* **Required work**
Using the material that follows, say how many lines contain the string "MonthView". Answer with a number only.

* **Data records**
□ □ □ □

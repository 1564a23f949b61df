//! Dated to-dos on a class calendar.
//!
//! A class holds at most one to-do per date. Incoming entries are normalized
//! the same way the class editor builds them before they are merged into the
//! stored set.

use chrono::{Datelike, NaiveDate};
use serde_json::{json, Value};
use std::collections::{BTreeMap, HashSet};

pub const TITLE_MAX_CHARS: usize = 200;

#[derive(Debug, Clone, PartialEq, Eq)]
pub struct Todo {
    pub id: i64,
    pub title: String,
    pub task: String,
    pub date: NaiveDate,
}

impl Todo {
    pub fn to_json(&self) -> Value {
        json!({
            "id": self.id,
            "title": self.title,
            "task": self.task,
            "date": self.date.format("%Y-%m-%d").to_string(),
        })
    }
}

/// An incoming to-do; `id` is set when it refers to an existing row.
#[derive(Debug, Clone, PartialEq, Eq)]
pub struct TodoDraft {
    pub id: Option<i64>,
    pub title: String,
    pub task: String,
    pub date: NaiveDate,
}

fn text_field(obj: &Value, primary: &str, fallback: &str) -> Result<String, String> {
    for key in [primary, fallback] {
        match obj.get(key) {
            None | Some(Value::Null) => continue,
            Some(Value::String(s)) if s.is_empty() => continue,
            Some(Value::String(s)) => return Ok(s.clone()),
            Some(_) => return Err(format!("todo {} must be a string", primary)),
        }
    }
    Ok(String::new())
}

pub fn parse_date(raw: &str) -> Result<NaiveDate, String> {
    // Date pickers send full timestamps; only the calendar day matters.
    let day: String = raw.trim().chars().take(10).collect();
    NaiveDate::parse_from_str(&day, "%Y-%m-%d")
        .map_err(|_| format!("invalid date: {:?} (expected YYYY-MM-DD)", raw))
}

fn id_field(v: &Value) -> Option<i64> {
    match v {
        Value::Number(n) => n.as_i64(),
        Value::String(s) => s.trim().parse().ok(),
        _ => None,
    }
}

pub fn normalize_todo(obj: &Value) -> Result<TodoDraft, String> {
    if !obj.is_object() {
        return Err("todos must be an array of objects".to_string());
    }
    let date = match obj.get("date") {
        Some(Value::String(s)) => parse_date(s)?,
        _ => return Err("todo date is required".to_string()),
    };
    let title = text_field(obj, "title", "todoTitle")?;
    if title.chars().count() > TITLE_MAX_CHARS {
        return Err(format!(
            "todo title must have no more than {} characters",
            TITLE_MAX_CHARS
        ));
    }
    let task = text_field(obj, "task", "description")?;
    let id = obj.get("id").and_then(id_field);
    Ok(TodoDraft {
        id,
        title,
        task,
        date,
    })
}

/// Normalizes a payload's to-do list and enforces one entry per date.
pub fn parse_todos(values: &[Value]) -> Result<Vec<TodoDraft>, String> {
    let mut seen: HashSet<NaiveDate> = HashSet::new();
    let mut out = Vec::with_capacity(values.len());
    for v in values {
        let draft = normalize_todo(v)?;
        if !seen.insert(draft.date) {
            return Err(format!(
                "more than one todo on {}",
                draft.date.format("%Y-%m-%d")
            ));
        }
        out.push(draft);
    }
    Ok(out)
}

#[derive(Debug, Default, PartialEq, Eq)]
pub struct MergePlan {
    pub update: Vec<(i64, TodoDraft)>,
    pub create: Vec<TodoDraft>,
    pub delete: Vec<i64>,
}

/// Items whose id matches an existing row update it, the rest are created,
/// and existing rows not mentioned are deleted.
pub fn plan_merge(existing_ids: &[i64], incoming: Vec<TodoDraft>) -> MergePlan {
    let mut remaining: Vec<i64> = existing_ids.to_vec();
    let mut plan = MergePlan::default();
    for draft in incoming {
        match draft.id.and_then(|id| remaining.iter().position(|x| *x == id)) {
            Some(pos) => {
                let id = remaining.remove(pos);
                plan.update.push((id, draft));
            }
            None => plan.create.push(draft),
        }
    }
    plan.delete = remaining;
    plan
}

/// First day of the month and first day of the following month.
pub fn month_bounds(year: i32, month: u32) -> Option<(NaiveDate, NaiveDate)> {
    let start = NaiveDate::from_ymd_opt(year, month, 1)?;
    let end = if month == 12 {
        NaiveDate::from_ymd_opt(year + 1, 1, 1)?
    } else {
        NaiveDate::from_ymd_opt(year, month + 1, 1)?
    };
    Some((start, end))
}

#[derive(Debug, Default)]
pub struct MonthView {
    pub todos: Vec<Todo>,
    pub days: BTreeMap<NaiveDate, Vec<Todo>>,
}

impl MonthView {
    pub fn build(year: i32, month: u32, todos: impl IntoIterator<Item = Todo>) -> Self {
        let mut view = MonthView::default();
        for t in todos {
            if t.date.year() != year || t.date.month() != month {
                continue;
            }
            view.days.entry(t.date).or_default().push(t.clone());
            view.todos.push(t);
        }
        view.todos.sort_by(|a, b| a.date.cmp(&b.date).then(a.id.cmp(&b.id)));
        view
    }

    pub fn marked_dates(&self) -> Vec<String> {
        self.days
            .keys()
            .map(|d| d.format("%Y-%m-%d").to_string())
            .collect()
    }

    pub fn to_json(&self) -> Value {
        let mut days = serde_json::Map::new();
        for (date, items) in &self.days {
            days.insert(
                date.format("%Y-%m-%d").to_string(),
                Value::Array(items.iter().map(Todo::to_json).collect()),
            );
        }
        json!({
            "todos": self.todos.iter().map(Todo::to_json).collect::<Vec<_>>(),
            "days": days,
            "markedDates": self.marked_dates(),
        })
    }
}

□ □ □ □

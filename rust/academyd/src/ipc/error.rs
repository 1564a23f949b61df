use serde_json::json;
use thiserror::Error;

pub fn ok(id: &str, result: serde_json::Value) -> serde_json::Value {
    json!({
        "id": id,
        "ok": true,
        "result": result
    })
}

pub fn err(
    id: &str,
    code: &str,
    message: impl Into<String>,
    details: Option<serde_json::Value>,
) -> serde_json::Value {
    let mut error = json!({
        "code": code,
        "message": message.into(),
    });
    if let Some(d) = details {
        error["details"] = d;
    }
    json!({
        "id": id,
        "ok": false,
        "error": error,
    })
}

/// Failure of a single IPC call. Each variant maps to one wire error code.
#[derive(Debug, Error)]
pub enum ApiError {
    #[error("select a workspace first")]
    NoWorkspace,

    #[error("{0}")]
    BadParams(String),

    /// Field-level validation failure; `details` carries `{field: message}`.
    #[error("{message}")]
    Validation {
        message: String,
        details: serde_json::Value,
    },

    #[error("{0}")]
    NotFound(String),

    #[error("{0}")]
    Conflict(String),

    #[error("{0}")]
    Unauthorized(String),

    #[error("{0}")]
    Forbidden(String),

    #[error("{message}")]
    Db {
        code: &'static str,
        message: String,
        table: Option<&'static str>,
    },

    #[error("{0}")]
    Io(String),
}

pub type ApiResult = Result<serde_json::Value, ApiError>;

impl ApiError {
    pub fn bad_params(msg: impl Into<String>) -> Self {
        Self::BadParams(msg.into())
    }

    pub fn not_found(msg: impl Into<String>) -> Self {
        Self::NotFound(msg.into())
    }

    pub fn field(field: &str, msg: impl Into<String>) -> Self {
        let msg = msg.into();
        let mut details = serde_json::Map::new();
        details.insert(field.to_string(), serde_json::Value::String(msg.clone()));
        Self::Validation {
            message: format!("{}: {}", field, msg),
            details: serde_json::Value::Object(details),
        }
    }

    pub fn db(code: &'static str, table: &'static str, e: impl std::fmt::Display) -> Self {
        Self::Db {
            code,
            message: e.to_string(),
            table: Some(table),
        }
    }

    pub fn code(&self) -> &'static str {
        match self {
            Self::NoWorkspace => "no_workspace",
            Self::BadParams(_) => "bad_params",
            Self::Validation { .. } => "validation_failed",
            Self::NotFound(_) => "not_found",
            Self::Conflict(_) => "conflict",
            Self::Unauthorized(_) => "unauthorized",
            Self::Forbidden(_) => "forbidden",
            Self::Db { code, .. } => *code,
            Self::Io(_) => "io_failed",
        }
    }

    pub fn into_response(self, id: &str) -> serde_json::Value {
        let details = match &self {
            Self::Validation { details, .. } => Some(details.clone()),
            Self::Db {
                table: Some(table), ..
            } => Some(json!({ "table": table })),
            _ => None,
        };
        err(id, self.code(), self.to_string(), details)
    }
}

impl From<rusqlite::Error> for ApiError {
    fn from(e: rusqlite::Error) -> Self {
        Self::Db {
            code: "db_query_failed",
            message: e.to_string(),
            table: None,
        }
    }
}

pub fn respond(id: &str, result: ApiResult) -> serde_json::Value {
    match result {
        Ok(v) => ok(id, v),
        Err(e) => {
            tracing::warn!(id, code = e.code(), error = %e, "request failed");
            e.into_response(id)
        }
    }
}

□ □ □ □

* **Task answer**
3